I am immediately reminded of our shared humanity when I look at the faces of the people listening to the poet Coleman Barks read a poem of Rumi’s on Bill Moyer’s website. In my mind, they share a yearning for meaning and connection. I recognize myself in their expressions.
Bill Moyers is the everyman’s sage and guru. I have listened to his words for many years. He’s almost always provided food for thought. He’s accessible. For me, he’s the epitome of integrity and wisdom and humility.

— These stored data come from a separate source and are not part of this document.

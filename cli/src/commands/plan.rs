use colored::*;
use subnetr_common::config::Config;
use subnetr_common::network::demand::{self, Demand};
use subnetr_core::calculator::SubnetCalculator;
use subnetr_core::report::PlanReport;

use crate::commands;
use crate::sprint;
use crate::terminal::{colors, format, print};

pub fn plan(parent: &str, raw_demands: &[String], cfg: &Config) -> anyhow::Result<()> {
    let mut demands: Vec<Demand> = Vec::new();
    for raw in raw_demands {
        match demand::parse_demands(raw) {
            Ok(parsed) => demands.extend(parsed),
            Err(err) => return commands::fail(err.into(), cfg),
        }
    }

    let report: PlanReport = match SubnetCalculator::new(cfg.strict).plan(parent, demands) {
        Ok(report) => report,
        Err(err) => return commands::fail(err, cfg),
    };

    if !cfg.renders_to_terminal() {
        return commands::emit(&report, cfg);
    }

    if cfg.quiet > 1 {
        for allocated in &report.allocated_subnets {
            print::print(&format!("{} {}", allocated.name, allocated.cidr));
        }
        return Ok(());
    }

    sprint!(&format::aligned("Parent", format::cidr(&report.parent_cidr)));

    print::header("allocated subnets", cfg);
    let allocated_count: usize = report.allocated_subnets.len();
    for (idx, allocated) in report.allocated_subnets.iter().enumerate() {
        print::lines(&format::tree(idx, &allocated.name, &format::allocation_details(allocated)));
        if idx + 1 != allocated_count {
            sprint!();
        }
    }

    let free_count: usize = report.remaining_subnets.len();
    print::header(&format!("free blocks ({free_count})"), cfg);
    for (idx, info) in report.remaining_subnets_info.iter().enumerate() {
        let usable: ColoredString = format!("{} usable", info.usable_addresses).color(colors::COUNT);
        sprint!(&format::aligned(&format!("#{idx}"), format!("{} {usable}", format::cidr(&info.cidr))));
    }

    plan_ends(allocated_count, free_count, cfg);
    Ok(())
}

fn plan_ends(allocated: usize, free: usize, cfg: &Config) {
    let allocated: ColoredString = format!("{allocated} subnets").bold().green();
    let free: ColoredString = format!("{free} free blocks").bold().yellow();
    let output: ColoredString =
        format!("Plan complete: {allocated} allocated, {free} left").color(colors::TEXT_DEFAULT);

    if cfg.quiet == 0 {
        print::fat_separator();
        print::centerln(&output.to_string());
    } else {
        print::print_status(&output.to_string());
    }
    print::end_of_program(cfg);
}
use subnetr_common::network::block::AddressBlock;

pub fn block(s: &str) -> AddressBlock {
    s.parse().unwrap()
}

pub fn cidrs(blocks: &[AddressBlock]) -> Vec<String> {
    blocks.iter().map(ToString::to_string).collect()
}

pub fn is_aligned(block: &AddressBlock) -> bool {
    let host_bits = (block.size() - 1) as u32;
    block.start() & host_bits == 0
}

/// Checks that `pieces` tile `parent` exactly: no gaps, no overlaps, nothing outside.
pub fn assert_exact_cover(parent: &AddressBlock, pieces: &[AddressBlock]) {
    let mut sorted: Vec<AddressBlock> = pieces.to_vec();
    sorted.sort();

    let mut next: u64 = u64::from(parent.start());
    for piece in &sorted {
        assert_eq!(
            u64::from(piece.start()),
            next,
            "gap or overlap before {piece} while covering {parent}"
        );
        next = u64::from(piece.end()) + 1;
    }
    assert_eq!(next, u64::from(parent.end()) + 1, "{parent} is not fully covered");
}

Now, as we come out of this first round of The Pandemic vs. the World, I ask myself, what do they mean, those talking heads of self satisfied prognosticators who occupy our tv screens, when they say the world has been changed forever? Will we continue to find more pleasure in the simple life? Or will our reliance on technology grow increasingly significant, altering human to human connection? Will we learn to enjoy the perks of isolation, withdrawing more often from the group? Will our polarization become more exacerbated? Or will this round wake us up to our essential need to be able to trust and rely on each other? What’s to become of the performing artists who have lost venues and livelihood for weeks on end? They walk a tightrope even in good times.
Was this round of destruction and death designed to give us a glimpse of the Beginning of the End of Civilization with more to come? Or was it just a warning shot, which may or may not go unheeded? Was it just a potent and alarming wake up call? Is it time to join a cult? The know it alls would likely provide some answers. Maybe I can go forward without answers just fine. Maybe I can learn to be comfortable not knowing. Welcome dissatisfaction, the great motivator.
I was impressed, as I looked around in recent weeks, that nature still brought us a beautiful spring. It was comforting. The blossoms paid no mind, as Neal Diamond crooned in his romantic 1970’s hit, The Grass Will Pay No Mind. I used to make dances to that music. But never mind, that was most definitely a time gone by.
I’m approaching my 80th birthday year, which is definitely not like approaching sweet 16. Right now, it’s a somber rather than celebratory time. Is sheltering in place going to be the theme for years to come when there aren’t that many years left? That would be a great loss.
I know, I know, one day at a time.
My pop musical tastes can be pretty prosaic.
John Denver sang about “Lookin’ for Something I can Believe in”, in the 70’s. Those lyrics seem to suit me pretty well these days. As well as “Lookin’ for something that I’d like to do with my life. ” That sounds pretty adolescent. I have stopped singing those words with the same passion I had in my 40’s, in fact I don’t sing them anymore, but maybe I should? It’s kind of exciting to think I can get to explore another path if I get off my ass.
For a few weeks I had the satisfaction of thinking I’d done everything I needed to do in this life. That frame of mind didn’t last long. Not that it’s been replaced by new things, it’s just that I realize it’s not an interesting way to go through life, no matter the age. It puts an end to growth.
I’m feeling patient, which is good. Que sera, sera, if you remember perky Doris Day.
Disclosure: I’ve gotten more inclined to laziness. It’s not so bad once you get your mother’s voice out of your head.
How about YOU? Have you changed, or are you wanting to change? What’s brought you comfort? if anything? How do you see the future now?How has this pandemic affected you?